<<<<

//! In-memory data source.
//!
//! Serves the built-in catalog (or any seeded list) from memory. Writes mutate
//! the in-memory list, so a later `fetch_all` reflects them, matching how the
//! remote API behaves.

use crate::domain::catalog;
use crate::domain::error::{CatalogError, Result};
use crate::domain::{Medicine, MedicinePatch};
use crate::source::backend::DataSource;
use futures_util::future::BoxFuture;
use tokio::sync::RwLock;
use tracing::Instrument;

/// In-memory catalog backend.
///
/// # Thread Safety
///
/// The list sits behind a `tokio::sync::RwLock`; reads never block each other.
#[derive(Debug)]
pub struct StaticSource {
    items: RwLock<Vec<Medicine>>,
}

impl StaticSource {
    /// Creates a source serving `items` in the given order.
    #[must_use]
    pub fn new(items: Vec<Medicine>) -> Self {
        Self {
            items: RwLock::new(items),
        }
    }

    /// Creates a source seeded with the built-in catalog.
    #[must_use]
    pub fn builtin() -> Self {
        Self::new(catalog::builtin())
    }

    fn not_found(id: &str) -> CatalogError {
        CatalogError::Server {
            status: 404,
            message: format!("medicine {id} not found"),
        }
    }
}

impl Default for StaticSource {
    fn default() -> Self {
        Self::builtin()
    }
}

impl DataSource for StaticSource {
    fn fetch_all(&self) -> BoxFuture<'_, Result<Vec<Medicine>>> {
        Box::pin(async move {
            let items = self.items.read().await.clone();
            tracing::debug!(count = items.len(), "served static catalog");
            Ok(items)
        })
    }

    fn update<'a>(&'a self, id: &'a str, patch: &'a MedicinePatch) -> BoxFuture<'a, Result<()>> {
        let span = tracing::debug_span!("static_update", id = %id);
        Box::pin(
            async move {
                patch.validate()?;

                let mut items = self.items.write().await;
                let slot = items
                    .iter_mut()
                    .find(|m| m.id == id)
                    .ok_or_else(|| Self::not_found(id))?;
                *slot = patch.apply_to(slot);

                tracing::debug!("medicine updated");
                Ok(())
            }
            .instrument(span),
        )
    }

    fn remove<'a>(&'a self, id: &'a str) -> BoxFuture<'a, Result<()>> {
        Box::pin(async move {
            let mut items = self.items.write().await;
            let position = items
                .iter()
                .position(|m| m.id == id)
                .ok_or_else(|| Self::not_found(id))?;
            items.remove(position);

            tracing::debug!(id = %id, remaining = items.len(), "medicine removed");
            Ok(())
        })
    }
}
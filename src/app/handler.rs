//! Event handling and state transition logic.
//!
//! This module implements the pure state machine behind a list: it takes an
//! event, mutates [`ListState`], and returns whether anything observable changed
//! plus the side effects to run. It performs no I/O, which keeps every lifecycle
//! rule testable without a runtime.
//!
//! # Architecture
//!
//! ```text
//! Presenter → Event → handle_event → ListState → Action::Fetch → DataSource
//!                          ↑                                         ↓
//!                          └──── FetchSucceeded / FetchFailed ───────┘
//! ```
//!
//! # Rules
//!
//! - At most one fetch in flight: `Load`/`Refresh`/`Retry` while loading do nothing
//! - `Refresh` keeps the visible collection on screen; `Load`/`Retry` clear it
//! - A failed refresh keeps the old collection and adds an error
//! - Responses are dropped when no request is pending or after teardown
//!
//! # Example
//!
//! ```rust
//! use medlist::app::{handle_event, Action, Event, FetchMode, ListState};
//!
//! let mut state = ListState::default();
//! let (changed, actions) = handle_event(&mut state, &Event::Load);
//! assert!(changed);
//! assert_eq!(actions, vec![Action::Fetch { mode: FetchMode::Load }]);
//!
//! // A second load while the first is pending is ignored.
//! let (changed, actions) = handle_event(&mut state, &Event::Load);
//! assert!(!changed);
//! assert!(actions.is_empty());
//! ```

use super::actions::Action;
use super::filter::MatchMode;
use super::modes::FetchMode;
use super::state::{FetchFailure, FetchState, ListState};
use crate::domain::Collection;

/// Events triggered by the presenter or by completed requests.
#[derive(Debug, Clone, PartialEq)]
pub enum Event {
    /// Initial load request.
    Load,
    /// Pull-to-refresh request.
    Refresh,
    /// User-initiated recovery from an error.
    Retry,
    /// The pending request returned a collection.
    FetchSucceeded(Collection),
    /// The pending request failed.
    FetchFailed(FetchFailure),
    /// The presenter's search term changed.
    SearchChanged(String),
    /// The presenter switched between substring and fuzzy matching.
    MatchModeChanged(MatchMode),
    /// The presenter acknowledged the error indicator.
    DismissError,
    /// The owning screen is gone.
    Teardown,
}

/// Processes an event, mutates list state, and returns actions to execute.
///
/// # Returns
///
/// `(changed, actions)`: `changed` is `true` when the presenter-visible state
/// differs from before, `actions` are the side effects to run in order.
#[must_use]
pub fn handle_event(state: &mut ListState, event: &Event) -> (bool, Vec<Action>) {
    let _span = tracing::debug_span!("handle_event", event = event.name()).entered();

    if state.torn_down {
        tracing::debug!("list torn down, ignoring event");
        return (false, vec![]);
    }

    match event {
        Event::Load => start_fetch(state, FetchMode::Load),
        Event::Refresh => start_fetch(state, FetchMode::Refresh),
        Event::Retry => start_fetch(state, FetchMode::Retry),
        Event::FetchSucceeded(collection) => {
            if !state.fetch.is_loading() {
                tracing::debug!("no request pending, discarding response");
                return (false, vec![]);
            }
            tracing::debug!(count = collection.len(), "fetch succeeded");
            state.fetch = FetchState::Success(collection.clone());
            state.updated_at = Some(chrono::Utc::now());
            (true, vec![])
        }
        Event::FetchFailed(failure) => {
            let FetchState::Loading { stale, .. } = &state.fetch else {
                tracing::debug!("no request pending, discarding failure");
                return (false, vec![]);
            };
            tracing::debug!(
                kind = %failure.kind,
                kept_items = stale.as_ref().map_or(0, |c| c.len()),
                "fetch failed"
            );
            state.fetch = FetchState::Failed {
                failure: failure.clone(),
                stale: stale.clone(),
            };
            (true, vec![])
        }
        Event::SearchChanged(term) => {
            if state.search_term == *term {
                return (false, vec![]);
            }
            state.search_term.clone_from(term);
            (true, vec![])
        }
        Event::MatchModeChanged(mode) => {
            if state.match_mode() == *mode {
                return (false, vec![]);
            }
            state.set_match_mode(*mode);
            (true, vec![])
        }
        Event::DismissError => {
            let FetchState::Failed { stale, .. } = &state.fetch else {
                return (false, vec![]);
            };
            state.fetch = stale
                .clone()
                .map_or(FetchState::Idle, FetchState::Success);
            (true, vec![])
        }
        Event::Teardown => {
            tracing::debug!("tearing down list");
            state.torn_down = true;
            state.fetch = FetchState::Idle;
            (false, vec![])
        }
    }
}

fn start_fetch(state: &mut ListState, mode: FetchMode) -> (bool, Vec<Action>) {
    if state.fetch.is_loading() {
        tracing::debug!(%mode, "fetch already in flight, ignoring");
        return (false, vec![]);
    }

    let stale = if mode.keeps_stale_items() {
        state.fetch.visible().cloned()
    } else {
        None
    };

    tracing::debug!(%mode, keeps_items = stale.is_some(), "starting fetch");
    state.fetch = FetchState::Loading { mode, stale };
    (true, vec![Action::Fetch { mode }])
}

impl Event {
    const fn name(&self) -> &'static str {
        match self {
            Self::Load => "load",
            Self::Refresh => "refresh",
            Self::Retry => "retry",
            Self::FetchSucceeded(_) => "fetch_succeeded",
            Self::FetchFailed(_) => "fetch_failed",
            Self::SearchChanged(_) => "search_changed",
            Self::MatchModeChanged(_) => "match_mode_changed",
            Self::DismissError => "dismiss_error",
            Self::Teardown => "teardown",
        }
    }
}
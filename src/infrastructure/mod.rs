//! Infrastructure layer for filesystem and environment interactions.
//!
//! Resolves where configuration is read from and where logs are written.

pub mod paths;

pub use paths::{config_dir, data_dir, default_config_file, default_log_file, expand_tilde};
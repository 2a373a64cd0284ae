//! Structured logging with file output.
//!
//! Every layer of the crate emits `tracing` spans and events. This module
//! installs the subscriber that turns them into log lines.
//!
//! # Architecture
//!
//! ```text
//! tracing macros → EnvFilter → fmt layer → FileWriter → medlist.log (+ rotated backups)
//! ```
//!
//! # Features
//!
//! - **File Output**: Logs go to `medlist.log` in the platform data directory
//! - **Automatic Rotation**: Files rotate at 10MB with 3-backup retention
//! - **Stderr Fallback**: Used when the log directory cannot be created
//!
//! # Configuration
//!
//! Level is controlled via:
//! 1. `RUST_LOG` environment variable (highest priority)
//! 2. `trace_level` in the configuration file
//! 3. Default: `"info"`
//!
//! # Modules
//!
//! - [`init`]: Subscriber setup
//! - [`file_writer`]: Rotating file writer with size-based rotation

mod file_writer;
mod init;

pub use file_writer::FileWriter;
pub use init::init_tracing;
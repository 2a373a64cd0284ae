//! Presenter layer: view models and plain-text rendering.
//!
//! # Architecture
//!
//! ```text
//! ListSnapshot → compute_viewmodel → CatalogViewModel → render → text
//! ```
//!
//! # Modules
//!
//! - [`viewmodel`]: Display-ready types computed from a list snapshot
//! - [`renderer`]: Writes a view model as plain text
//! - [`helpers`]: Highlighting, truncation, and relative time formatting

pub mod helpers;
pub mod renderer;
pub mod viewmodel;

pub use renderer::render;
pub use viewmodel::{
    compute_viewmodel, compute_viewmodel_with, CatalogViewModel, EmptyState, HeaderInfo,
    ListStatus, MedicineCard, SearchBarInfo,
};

>>>>
<<<<

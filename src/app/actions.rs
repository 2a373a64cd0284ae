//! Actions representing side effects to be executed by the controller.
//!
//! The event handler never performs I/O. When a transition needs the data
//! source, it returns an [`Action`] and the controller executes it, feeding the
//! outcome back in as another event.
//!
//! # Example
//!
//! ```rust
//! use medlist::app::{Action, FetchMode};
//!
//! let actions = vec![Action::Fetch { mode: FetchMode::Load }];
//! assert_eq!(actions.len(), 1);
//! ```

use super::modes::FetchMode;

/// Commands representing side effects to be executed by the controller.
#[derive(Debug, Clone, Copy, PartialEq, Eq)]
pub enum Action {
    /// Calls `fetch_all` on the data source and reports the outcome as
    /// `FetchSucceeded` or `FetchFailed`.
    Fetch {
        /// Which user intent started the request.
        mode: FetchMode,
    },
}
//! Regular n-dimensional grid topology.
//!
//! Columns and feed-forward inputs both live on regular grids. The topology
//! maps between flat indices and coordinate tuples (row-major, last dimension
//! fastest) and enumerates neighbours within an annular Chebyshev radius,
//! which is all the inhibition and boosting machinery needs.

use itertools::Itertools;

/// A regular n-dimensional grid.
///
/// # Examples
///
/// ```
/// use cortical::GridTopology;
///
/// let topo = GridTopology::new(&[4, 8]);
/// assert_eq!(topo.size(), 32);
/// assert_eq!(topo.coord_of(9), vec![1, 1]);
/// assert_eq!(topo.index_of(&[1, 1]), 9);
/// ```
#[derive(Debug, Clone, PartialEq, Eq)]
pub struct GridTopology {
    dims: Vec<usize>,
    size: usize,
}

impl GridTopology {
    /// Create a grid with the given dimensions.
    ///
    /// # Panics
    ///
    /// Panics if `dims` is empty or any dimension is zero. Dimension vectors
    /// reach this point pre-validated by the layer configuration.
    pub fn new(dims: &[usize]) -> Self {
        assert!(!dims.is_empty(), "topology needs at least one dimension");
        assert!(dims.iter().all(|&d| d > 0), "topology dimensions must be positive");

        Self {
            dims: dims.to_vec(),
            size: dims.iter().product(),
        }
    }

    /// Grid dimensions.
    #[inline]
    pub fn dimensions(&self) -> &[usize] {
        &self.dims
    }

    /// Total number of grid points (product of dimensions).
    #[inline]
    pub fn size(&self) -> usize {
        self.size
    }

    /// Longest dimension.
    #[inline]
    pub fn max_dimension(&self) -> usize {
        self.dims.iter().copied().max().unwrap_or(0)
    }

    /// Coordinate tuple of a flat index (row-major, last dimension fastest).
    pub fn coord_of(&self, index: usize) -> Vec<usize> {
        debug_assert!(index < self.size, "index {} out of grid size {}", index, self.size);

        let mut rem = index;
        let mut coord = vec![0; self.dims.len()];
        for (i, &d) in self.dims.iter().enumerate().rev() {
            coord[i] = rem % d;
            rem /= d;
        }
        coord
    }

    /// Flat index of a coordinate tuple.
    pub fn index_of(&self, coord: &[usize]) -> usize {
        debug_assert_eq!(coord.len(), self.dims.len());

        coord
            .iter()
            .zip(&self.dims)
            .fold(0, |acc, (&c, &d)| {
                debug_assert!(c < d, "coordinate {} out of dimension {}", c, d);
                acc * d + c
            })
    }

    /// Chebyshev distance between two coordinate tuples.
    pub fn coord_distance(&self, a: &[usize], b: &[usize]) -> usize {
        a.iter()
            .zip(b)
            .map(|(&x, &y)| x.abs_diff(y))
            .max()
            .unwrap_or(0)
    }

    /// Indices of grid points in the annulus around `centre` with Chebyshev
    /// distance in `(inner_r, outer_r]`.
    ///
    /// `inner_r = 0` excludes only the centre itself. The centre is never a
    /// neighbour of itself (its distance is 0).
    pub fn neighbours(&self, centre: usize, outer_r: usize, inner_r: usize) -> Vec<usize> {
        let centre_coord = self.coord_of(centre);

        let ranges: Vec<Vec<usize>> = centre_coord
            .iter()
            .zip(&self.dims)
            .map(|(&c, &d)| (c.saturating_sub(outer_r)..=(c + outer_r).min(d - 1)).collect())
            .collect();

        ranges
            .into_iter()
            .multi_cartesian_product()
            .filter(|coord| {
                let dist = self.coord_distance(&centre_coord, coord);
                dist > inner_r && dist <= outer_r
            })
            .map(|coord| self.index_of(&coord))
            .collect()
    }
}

>>>>

Count lines, not occurrences: report how many lines in the entries above include the word "renderer", as a number alone.

3